Family functioning was not significantly associated with internalizing or externalizing problems, on the within-family level. Significant negative associations emerged on the between-family level. Also, alternative standard Cross-Lagged Panel Models (CLPM) were applied; such models have been recently criticized for failing to explicitly disentangle between-family variance from within-family variance, but they have been the standard approach to investigating questions of temporal ordering. These models showed that those adolescents who reported higher symptoms of depression at Wave 1 and Wave 2, compared to their peers, also reported lower family flexibility, cohesion, and communication six months later, but not vice versa.

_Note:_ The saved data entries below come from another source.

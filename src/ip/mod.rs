//! Interface addressing.
//!
//! This module resolves the address lists written in the topology file into
//! typed IPv4/IPv6 bindings and groups them under router interfaces.

pub mod alias;
pub mod interface;

// Re-export commonly used types
pub use alias::{parse_cidr, AddressError, Alias, Cidr, V4Binding, V6Binding};
pub use interface::{Interface, InterfaceError};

In addition, adolescents with higher anxiety and anger had lower  family cohesion six months later.

Conclusion

Results from these analyses offered evidence that adolescents with higher internalizing and externalizing problems compared to their peers, tended to be those who later experienced worse family functioning, but not vice versa. However, the theoretically expected links on the within-family level were not supported. Therefore, the current theoretical models of family functioning might work well as static descriptions of differences between families, but fail to explicate how fluctuations in family functioning and/or internalizing and externalizing problems might dynamically affect each other during adolescence. Thus, this study calls for theoretical refinement regarding how family functioning is associated with adolescent adaptation.